He is best known for developing one of the earliest and most popular frameworks for measuring cultural dimensions in a global perspective. Here he described national cultures along six dimensions: Power Distance, Individualism, Uncertainty avoidance, Masculinity, Long Term Orientation, and Indulgence vs. restraint. He was known for his books Culture's Consequences and Cultures and Organizations: Software of the Mind, co-authored with his son Gert Jan Hofstede.[2][3] The latter book deals with organizational culture, which is a different structure from national culture, but also has measurable dimensions, and the same research methodology is used for both.

Biography

Born to Gerrit and Evertine Geessine (Veenhoven) Hofstede, Geert Hofstede attended schools in The Hague and Apeldoorn, and received his high school diploma (Gymnasium Beta) in 1945.[4] In 1953, Hofstede graduated from Delft Technical University with an M.Sc. in Mechanical Engineering. After working in the industry for ten years, Hofstede entered part-time doctoral study at Groningen University in The Netherlands, and received his PhD in social psychology cum laude in 1967.[4] His thesis was titled “The Game of Budget Control.”

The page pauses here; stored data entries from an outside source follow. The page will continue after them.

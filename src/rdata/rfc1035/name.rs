//! Record data type from RFC 1035 that consist of a single domain name.
//!
//! This is a private module. It’s content is re-exported by the parent.

//------------ Cname --------------------------------------------------------

name_type! {
    /// CNAME record data.
    ///
    /// The CNAME record specifies the canonical or primary name for domain
    /// name alias.
    ///
    /// The CNAME type is defined in [RFC 1035, section 3.3.1][1].
    ///
    /// [1]: https://tools.ietf.org/html/rfc1035#section-3.3.1
    (Cname, CNAME, cname)
}

//------------ Ns -----------------------------------------------------------

name_type! {
    /// NS record data.
    ///
    /// NS records specify hosts that are authoritative for a class and domain.
    ///
    /// The NS record type is defined in [RFC 1035, section 3.3.11][1].
    ///
    /// [1]: https://tools.ietf.org/html/rfc1035#section-3.3.11
    (Ns, NS, nsdname)
}

//------------ Ptr ----------------------------------------------------------

name_type! {
    /// PTR record data.
    ///
    /// PRT records are used in special domains to point to some other location
    /// in the domain space.
    ///
    /// The PTR record type is defined in [RFC 1035, section 3.3.12][1].
    ///
    /// [1]: https://tools.ietf.org/html/rfc1035#section-3.3.12
    (Ptr, PTR, ptrdname)
}

//============ Testing =======================================================

#[cfg(test)]
mod test {
    use super::*;
    use crate::base::iana::Rtype;
    use crate::base::rdata::test::test_compose_parse;
    use crate::base::rdata::{decode_rdata, encode_rdata, RecordData};
    use crate::base::wire::ParseError;

    #[test]
    fn name_types_compose_parse() {
        let ns: Ns = "ns1.example.com".parse().unwrap();
        test_compose_parse(&ns);
        assert_eq!(ns.rtype(), Rtype::NS);
        test_compose_parse(&Cname::new("www.example.com".parse().unwrap()));
        test_compose_parse(&Ptr::new("host.example.org".parse().unwrap()));
        assert_eq!(
            encode_rdata(&Ptr::new("a.b".parse().unwrap())).unwrap(),
            b"\x00\x05\x01a\x01b\x00"
        );
    }

    #[test]
    fn compressed_name_in_rdata() {
        // "example.com" at 0, then CNAME rdata holding a pointer to it.
        let buf = b"\x07example\x03com\x00\x00\x02\xc0\x00";
        let (cname, consumed) =
            decode_rdata::<Cname>(Rtype::CNAME, buf, 13).unwrap();
        assert_eq!(cname.cname().as_str(), "example.com");
        assert_eq!(consumed, 4);
    }

    #[test]
    fn wrong_rtype() {
        assert!(matches!(
            decode_rdata::<Ns>(Rtype::CNAME, b"\x00\x01\x00", 0),
            Err(ParseError::Form(_))
        ));
    }
}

Upon his graduation from Delft in 1953, Hofstede joined the Dutch military, working as a technical officer in the Dutch army for two years. After leaving the military he worked in industry from 1955 to 1965, starting as a factory hand in Amsterdam.[4] In 1965 he started his graduate study in Groningen and joined IBM International, working as a management trainer and manager of personnel research. He founded and managed the Personnel Research Department. During a two-year sabbatical from IBM from 1971 to 1973 he was a visiting lecturer at IMEDE (now the International Institute for Management Development). In 1980, Hofstede co-founded and became the first Director for the IRIC, the Institute for Research on Intercultural Cooperation, located at Tilburg University since 1998.

Since his retirement in 1993, Hofstede visited numerous universities worldwide to educate students on his theoretical approaches and to continue his research in this field. He was Professor Emeritus of Organizational Anthropology and International Management at Maastricht University in the Netherlands, and served as an extramural fellow of the Center of Economic Research at Tilburg University in Tilburg, Netherlands.[5]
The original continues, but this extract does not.